James McLaren
- Born: James Gerard McLaren 28 July 1972 (age 53) Stirling, Scotland
- Height: 1.91 m (6 ft 3 in)
- Weight: 110 kg (17 st 5 lb; 243 lb)
- School: St Stanislaus College, Bathurst
- University: Hawkesbury Agricultural College
- Notable relative(s): Tom McLaren, brother

Rugby union career
- Position(s): Centre

Amateur team(s)
- Years: Team / Apps / (Points)
- Stirling County /  / ()

Senior career
- Years: Team / Apps / (Points)
- 1996–98: Glasgow Warriors / 0 / (0)
- 1998: Caledonia Reds / 1 / (0)
- 1998–00: Bourgoin /  / ()
- 2000–02: Glasgow Warriors / 38 / (72)
- 2002–04: Begles-Bordeaux /  / ()
- 2004–06: Bayonne /  / ()
- Correct as of 18 December 2012

International career
- Years: Team / Apps / (Points)
- 1999–03: Scotland / 30 / (30)
- Correct as of 18 December 2012
- Rugby league career

Playing information
- Position: Fullback, Centre
Club
| Years | Team | Pld | T | G | FG | P |
|  | Canberra Raiders |  |  |  |  |  |
| 1997 | Wakefield Trinity | 19 | 8 | 7 | 0 | 48 |
|  | Total | 19 | 8 | 7 | 0 | 48 |
Representative
| Years | Team | Pld | T | G | FG | P |
| 1997 | Scotland | 1 |  |  |  |  |

= James McLaren (rugby) =

Scotland dual-code rugby international footballer

James "Jim / Fritz / Jock" Gerard McLaren (born 28 June 1972) is a Scottish dual-code international rugby league and rugby union footballer. He played representative level rugby league (RL) for the Scotland national rugby league team, and at club level for Wakefield Trinity Wildcats, and representative level rugby union (RU) for the Scotland national rugby union team, as a centre, and for Glasgow Warriors and Caledonia Reds.

He was the first player to be capped by Scotland in a Rugby League international before representing in a Rugby Union international.

==Background==
McLaren was born in Stirling, Scotland.

==Club career==

===Rugby League===

McLaren played rugby league in Australia for the Canberra Raiders, before returning to his hometown of Stirling to play rugby union for Stirling County. While with Stirling he was called up to the provincial rugby union sides Glasgow Warriors and Caledonia Reds.

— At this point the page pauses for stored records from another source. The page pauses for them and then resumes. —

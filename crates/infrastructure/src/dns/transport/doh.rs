//! Request model shared by DoH over HTTP/2 and HTTP/3 (RFC 8484).

use base64::engine::general_purpose::URL_SAFE_NO_PAD;
use base64::Engine;
use ferrous_forward_domain::{DomainError, ResolverAddr};
use hickory_proto::op::Message;

use crate::dns::message::{decode, encode, set_message_id};

pub const DNS_MESSAGE_CONTENT_TYPE: &str = "application/dns-message";

/// `https://host[:port]/path` for `host`, bracketing IPv6 literals and
/// leaving out the default port.
pub fn endpoint_url(host: &str, addr: &ResolverAddr, path: &str) -> String {
    let host = if host.contains(':') {
        format!("[{}]", host)
    } else {
        host.to_string()
    };
    match addr.port() {
        443 => format!("https://{}{}", host, path),
        port => format!("https://{}:{}{}", host, port, path),
    }
}

/// Wire form with the ID zeroed for cache friendliness.
pub fn wire_query(query: &Message) -> Result<Vec<u8>, DomainError> {
    let mut wire = query.clone();
    set_message_id(&mut wire, 0);
    encode(&wire)
}

pub fn get_url(base: &str, wire: &[u8]) -> String {
    let separator = if base.contains('?') { '&' } else { '?' };
    format!("{}{}dns={}", base, separator, URL_SAFE_NO_PAD.encode(wire))
}

/// Decodes a reply body and restores the caller's ID.
pub fn parse_reply(query: &Message, body: &[u8]) -> Result<Message, DomainError> {
    let mut response = decode(body)?;
    set_message_id(&mut response, query.id());
    Ok(response)
}

pub fn status_error(url: &str, status: u16) -> DomainError {
    DomainError::ProtocolError(format!("DoH server {} returned HTTP {}", url, status))
}

#[cfg(test)]
mod tests {
    use super::*;
    use crate::dns::message::build_query;
    use hickory_proto::rr::RecordType;

    #[test]
    fn test_endpoint_url_default_port() {
        let addr: ResolverAddr = "dns.google:443".parse().unwrap();
        assert_eq!(
            endpoint_url("dns.google", &addr, "/dns-query"),
            "https://dns.google/dns-query"
        );
    }

    #[test]
    fn test_endpoint_url_custom_port_and_ipv6() {
        let addr: ResolverAddr = "[2606:4700::1111]:8443".parse().unwrap();
        assert_eq!(
            endpoint_url("2606:4700::1111", &addr, "/q"),
            "https://[2606:4700::1111]:8443/q"
        );
    }

    #[test]
    fn test_get_url_is_unpadded_base64url() {
        let url = get_url("https://a/dns-query", &[0xfb, 0xff, 0x00]);
        assert_eq!(url, "https://a/dns-query?dns=-_8A");
        assert!(get_url("https://a/q?x=1", &[0]).contains("&dns="));
    }

    #[test]
    fn test_wire_query_zeroes_id() {
        let query = build_query("example.com", RecordType::A).unwrap();
        let wire = wire_query(&query).unwrap();
        assert_eq!(&wire[..2], &[0, 0]);

        let reply = parse_reply(&query, &wire).unwrap();
        assert_eq!(reply.id(), query.id());
    }
}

Whilst playing for Stirling against Melrose, McLaren was given a 26-week ban by the Scottish Rugby Union for being found to have kicked Craig Chalmers in the head, in a ruck. Stirling County had claimed that slow-motion video evidence proved that while Chalmers had, indeed, been kicked, the act had not been deliberate. The SRU stated that it was their intent for a 26-week ban for kicking to the head to be mandatory. At the rugby union ban, McLaren once again took up rugby league.

At the time rugby league had switched to a summer sport in Britain. McLaren signed for Wakefield Trinity Wildcats in 1997. Serving out his rugby union ban in rugby league, he returned to Glasgow Warriors for the start of the 1997–98 season.

===Rugby Union===

He was named as a replacement in Glasgow's European Conference match at home to Agen on 30 October 1996. He also played in Glasgow's pre-season match against London Scottish coming off the bench to replace Alan Bulloch on 10 August 1997.

However he also played for Caledonia Reds late in season 1997–98.

When Caledonia Reds folded at the end of season 1997–98, McLaren was earmarked to return to Glasgow Warriors. However instead he went to France playing for Bourgoin.

Two years later, in 2000, McLaren did sign back with Glasgow Warriors.

He stayed in Glasgow another two years before returning to France, to play for Begles-Bordeaux, and then Bayonne.

==International honours==

===Rugby League===

McLaren won a cap for Scotland in rugby league while at the Wakefield Trinity Wildcats in the 20–22 defeat by France in Glasgow on 9 July 1997.

===Rugby Union===

His international rugby union début for the Scotland national rugby union team came against Argentina in 1999. He made 30 Test appearances between 1999 and 2003 and finished his representative career playing in all four of Scotland's pool games in the 2003 Rugby Union World Cup.

==Personal==

Born in Stirling, he emigrated to Australia in 1979.

McLaren was educated in Bathurst, New South Wales, Australia, and attended St Stanislaus College. He completed tertiary qualifications in microbiology, from Hawkesbury Agricultural College in Sydney, prior to commencing his professional rugby career.

He used the name 'Jim' in rugby league; and 'James' when in rugby union.